For many people he was like a guru. He had an encyclopaedic knowledge of anthroposophy (and was also well-versed in Gurdjieff, Sufism and has personally knew John Godolphin Bennett who supported both of these movements and a variety of other spitiritual movements). I then remained a close friend and collaborator for many years. I attended study groups in his house in Islington in London and subsequently at his house in Forest Row where he worked as a science teacher for a number of years at Michael Hall school. I lodged in the Forest Row house for a few months and distinctly remember the succession of people coming to see John for spiritual counsel and advice. I was personally so impressed that I thought he should be one of the leaders of the Anthroposophical Society. He did in fact join the governing council of the Society for a short time. But he was not able unfortunately to make a strong impact. He never pushed himself forward in such environments. He had no personal ambition to have power and influence.
In the 1980s he formed a new group called the Karma Reseach Group. I became involved, went on 'book safaris' with him in East Sussex to find biographies of people who Rudolf Steiner speaks about in the karma lectures to attempt to verify and develop further the insights of Rudolf Steiner on the subject of karma and reincarnation. We started with Haroun al Raschid who Steiner said later reincarnated as Lord Bacon of Verulam (John) and his Counsellor who he said reincarnated as Amos Comenius. We matched their biographies from different incarntions to see if they matched.

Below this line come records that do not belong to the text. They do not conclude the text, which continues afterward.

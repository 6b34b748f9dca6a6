//! Timeout enforcement.
//!
//! # Responsibilities
//! - Bound the duration of the wrapped call
//! - Cancel the call cleanly on timeout (the inner future is dropped)
//!
//! # Design Decisions
//! - Uses Tokio's timeout facilities
//! - A timeout is an ordinary `CallError::Timeout` to every layer above

use std::time::Duration;

use crate::callable::{Args, Callable};
use crate::contract::{Operation, TargetIdentity};
use crate::decorators::Wrapper;
use crate::error::CallError;
use crate::observability::metrics;

/// Fails calls that take longer than `timeout_duration`.
#[derive(Debug, Clone)]
pub struct TimeLimiter {
    name: String,
    timeout: Duration,
}

impl TimeLimiter {
    pub fn new(name: impl Into<String>, timeout_duration: Duration) -> Self {
        Self {
            name: name.into(),
            timeout: timeout_duration,
        }
    }

    pub fn timeout_duration(&self) -> Duration {
        self.timeout
    }
}

impl Wrapper for TimeLimiter {
    fn name(&self) -> &str {
        &self.name
    }

    fn wrap(&self, call: Callable, operation: &Operation, target: &TargetIdentity) -> Callable {
        let limiter = self.clone();
        let target = target.clone();
        let operation = operation.name().to_string();

        Callable::new(move |args: Args| {
            let limiter = limiter.clone();
            let call = call.clone();
            let target = target.clone();
            let operation = operation.clone();
            async move {
                match tokio::time::timeout(limiter.timeout, call.call(args)).await {
                    Ok(result) => result,
                    Err(_elapsed) => {
                        tracing::warn!(
                            time_limiter = %limiter.name,
                            operation = %operation,
                            timeout_ms = limiter.timeout.as_millis() as u64,
                            "Call timed out"
                        );
                        metrics::record_timeout(&limiter.name, &target, &operation);
                        Err(CallError::Timeout {
                            name: limiter.name.clone(),
                            after: Some(limiter.timeout),
                        })
                    }
                }
            }
        })
    }
}

#[cfg(test)]
mod tests {
    use super::*;
    use crate::contract::Signature;
    use serde_json::json;

    #[tokio::test(start_paused = true)]
    async fn test_slow_call_times_out() {
        let limiter = TimeLimiter::new("greetings", Duration::from_millis(100));
        let slow = Callable::new(|_args: Args| async {
            tokio::time::sleep(Duration::from_secs(1)).await;
            Ok(json!("late"))
        });
        let call = limiter.wrap(
            slow,
            &Operation::remote(Signature::new("greeting")),
            &TargetIdentity::new("GreetingService", "greetings"),
        );

        let err = call.call(vec![]).await.unwrap_err();
        assert!(matches!(
            err,
            CallError::Timeout { after: Some(d), .. } if d == Duration::from_millis(100)
        ));
    }

    #[tokio::test]
    async fn test_fast_call_passes() {
        let limiter = TimeLimiter::new("greetings", Duration::from_secs(1));
        let fast = Callable::new(|_args: Args| async { Ok(json!("hi")) });
        let call = limiter.wrap(
            fast,
            &Operation::remote(Signature::new("greeting")),
            &TargetIdentity::new("GreetingService", "greetings"),
        );

        assert_eq!(call.call(vec![]).await.unwrap(), json!("hi"));
    }
}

We then moved on to others. He was supportive when I began my own public lecturing under the auspices of the Group along with John at Rudolf Steiner House.
As I 'went into the wilderness' to pursue my new career as a counsellor and psychotherapist in the mainstream from the late 1980s our paths diverged and we only connected on the fringes of our lives from time to time. Yet he remained in my heart as the man who introduced me to esoteric anthroposophy. As such he is still a very strong influence in my life. It is appropriate that I am writing this in the middle of the impact of Covid-19 on 1 December 2020 as the esoteric aspects of anthroposophy are invaluable for me in dealing with this situation. Thank you John. You certainly made a contribution to preparing me for these difficult times by setting me off on the path of anthroposophic esotericism. You are undoubtedly a Michaelic brother for eternity beyond space and time, life and death.